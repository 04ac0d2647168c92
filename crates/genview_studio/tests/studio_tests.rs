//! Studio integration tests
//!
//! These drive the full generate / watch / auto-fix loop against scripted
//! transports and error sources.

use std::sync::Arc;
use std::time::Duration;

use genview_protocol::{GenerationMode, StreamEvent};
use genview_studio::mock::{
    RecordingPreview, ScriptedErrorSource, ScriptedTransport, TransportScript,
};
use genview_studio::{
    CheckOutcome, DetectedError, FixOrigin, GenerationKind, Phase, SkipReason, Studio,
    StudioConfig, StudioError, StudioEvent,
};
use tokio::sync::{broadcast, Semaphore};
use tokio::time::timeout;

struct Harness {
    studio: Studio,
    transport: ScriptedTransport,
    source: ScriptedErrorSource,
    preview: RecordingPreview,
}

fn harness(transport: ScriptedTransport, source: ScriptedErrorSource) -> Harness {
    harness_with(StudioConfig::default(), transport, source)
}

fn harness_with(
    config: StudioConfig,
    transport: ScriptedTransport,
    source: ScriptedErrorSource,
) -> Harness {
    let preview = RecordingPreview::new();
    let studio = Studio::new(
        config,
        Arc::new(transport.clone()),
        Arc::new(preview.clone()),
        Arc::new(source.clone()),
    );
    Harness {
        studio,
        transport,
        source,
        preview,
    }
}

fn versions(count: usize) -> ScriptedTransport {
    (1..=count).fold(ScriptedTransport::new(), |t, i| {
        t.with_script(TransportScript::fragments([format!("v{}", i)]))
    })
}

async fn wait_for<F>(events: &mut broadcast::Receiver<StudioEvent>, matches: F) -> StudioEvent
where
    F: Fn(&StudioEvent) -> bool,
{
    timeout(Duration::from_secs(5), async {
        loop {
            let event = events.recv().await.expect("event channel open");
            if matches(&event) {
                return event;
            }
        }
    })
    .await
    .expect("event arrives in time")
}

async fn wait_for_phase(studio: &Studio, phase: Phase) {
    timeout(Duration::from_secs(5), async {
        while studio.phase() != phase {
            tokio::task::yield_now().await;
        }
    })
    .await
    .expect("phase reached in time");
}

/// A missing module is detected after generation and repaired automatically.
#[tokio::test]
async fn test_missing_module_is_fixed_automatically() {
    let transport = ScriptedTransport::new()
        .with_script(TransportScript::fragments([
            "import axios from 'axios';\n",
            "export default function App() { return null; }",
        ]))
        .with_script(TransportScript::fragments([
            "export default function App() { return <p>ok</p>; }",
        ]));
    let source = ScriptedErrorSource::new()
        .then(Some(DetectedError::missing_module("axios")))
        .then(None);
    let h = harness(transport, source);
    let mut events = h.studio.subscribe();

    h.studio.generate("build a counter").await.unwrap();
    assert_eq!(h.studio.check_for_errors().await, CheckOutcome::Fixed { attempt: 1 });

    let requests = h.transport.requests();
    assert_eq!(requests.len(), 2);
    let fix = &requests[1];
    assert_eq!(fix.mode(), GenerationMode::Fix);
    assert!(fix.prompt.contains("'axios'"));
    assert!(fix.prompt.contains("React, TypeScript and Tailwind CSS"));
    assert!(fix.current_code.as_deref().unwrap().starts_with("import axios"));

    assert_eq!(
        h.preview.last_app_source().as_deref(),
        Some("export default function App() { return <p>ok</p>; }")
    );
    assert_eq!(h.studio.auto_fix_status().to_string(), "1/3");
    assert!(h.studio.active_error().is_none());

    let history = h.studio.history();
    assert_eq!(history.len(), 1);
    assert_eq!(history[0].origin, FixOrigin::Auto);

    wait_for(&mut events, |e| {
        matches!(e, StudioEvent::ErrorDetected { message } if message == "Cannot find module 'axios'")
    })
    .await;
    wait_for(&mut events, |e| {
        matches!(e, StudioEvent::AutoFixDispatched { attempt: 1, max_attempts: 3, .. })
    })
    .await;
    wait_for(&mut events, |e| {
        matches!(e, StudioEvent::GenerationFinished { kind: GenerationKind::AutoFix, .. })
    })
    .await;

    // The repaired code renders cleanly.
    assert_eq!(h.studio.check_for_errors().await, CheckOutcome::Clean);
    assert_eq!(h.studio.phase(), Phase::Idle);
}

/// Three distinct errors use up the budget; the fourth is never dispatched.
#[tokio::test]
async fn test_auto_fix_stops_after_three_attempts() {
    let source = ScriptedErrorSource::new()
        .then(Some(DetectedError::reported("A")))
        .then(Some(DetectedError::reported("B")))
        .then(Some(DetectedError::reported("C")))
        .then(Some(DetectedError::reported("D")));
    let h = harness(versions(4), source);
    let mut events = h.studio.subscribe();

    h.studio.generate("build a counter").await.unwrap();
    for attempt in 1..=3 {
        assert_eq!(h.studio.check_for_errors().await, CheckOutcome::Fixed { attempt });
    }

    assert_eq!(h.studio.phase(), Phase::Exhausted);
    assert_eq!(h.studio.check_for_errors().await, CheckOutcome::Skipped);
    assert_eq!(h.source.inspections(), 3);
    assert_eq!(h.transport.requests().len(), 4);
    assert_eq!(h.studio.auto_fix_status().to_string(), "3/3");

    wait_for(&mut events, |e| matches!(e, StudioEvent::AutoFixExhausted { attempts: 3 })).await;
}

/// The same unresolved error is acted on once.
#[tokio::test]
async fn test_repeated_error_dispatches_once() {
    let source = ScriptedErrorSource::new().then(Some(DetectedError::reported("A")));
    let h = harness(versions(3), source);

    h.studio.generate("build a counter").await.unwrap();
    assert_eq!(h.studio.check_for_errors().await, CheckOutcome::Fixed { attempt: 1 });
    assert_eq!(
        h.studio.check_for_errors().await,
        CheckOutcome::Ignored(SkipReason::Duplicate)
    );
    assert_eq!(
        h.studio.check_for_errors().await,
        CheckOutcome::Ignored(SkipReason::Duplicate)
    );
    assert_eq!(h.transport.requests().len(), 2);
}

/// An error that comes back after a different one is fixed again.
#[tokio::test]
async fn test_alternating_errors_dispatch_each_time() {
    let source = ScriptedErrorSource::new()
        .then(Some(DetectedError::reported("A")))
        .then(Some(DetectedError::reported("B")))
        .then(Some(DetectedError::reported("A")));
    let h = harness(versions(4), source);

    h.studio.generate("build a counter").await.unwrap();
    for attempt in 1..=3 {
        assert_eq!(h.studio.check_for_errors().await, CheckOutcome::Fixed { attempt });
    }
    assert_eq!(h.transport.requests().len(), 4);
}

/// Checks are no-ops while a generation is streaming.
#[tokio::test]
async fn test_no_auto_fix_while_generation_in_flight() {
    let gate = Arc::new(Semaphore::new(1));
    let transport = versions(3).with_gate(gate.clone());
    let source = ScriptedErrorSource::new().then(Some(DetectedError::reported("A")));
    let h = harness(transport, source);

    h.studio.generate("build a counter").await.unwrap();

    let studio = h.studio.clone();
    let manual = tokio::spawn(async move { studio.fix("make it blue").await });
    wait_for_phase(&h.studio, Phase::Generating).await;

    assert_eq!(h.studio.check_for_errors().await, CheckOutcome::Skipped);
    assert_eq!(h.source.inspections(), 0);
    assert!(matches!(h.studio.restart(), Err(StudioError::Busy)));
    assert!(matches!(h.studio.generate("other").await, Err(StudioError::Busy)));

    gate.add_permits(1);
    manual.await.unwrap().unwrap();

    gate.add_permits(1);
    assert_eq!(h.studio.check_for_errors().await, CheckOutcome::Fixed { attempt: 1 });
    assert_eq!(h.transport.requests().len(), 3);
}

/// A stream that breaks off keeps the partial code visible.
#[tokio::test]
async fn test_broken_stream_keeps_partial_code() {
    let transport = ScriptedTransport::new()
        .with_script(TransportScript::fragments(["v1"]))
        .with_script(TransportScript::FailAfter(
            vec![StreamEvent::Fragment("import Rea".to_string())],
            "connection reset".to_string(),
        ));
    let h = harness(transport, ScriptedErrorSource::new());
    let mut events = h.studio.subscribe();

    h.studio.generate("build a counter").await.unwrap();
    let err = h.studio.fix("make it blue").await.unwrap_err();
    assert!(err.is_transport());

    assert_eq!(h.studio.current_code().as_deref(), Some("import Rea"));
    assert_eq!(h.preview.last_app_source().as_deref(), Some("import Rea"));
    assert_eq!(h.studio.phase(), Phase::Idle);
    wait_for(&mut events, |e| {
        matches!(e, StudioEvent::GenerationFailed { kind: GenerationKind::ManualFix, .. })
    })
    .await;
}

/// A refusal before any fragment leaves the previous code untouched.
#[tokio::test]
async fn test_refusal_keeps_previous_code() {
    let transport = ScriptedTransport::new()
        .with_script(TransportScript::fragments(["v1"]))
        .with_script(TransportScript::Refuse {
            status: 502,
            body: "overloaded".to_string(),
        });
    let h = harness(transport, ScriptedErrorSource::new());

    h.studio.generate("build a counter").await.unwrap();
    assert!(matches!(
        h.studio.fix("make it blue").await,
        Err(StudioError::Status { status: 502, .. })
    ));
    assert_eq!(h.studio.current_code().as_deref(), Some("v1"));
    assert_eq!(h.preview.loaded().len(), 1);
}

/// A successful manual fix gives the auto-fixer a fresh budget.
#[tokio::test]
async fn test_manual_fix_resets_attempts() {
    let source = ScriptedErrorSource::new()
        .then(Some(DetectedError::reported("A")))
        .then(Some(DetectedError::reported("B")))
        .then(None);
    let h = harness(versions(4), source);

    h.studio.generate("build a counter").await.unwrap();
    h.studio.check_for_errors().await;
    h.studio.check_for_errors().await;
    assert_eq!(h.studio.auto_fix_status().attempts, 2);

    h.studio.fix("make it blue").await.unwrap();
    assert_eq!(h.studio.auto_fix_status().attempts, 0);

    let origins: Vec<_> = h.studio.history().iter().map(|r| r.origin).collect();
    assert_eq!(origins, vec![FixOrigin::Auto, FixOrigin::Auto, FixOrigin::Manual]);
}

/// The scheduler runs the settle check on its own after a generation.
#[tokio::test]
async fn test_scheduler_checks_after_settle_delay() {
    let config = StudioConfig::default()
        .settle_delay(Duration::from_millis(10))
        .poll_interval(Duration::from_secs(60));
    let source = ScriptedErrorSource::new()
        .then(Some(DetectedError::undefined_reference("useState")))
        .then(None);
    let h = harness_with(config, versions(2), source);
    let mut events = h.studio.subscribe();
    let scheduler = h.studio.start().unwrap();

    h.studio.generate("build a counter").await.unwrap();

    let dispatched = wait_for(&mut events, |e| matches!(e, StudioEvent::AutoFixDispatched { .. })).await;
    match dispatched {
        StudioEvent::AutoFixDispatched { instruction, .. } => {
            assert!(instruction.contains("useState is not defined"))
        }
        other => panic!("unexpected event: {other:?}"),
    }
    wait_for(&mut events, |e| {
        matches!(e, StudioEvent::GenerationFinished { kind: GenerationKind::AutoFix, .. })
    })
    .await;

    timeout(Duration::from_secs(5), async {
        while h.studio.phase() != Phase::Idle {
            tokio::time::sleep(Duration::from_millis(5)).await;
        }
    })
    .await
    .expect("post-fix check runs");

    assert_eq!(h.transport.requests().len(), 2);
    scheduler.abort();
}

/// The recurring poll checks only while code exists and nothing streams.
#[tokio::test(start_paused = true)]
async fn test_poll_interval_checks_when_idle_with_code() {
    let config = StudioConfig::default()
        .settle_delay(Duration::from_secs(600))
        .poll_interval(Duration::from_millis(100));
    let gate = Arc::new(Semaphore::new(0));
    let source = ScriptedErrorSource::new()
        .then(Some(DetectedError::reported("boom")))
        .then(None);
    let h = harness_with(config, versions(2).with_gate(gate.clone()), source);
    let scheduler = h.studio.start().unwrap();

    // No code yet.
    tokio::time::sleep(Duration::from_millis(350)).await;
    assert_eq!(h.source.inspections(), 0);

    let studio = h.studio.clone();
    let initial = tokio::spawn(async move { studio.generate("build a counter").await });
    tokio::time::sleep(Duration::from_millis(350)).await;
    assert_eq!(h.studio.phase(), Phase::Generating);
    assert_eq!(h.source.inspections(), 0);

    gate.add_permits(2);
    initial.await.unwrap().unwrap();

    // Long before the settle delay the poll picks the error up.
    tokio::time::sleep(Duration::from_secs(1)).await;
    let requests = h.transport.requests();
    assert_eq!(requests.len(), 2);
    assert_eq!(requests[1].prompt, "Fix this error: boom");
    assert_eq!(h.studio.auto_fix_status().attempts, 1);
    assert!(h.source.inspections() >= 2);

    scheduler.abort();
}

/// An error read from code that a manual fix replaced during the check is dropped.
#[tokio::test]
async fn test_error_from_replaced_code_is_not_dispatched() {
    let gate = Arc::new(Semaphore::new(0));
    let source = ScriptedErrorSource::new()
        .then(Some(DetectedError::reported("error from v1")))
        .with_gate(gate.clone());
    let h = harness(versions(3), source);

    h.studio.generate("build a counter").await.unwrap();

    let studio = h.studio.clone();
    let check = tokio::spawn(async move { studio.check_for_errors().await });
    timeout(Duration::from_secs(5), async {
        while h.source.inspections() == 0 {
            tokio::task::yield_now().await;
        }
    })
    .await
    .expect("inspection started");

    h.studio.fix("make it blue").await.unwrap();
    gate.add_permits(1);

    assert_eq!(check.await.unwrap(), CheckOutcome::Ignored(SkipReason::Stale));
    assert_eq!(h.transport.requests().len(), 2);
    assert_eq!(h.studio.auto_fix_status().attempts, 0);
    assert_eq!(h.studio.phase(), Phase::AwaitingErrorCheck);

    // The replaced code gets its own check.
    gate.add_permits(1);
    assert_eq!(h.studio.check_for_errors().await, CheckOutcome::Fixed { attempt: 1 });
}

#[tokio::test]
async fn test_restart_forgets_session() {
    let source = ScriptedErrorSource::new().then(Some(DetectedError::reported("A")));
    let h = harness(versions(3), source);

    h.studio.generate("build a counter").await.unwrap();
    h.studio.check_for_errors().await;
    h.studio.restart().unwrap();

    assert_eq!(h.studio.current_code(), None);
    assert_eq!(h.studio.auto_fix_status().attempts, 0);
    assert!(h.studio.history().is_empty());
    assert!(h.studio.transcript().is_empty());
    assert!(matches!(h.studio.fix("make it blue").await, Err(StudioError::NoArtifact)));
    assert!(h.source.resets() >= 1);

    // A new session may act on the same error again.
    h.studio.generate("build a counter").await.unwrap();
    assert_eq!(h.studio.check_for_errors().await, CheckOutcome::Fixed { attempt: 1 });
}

> [Problem details]:
Scan the data for the string "that" and copy each line in which it occurs.

> [Response to this exercise]:
/// An error that comes back after a different one is fixed again.
/// A stream that breaks off keeps the partial code visible.
/// An error read from code that a manual fix replaced during the check is dropped.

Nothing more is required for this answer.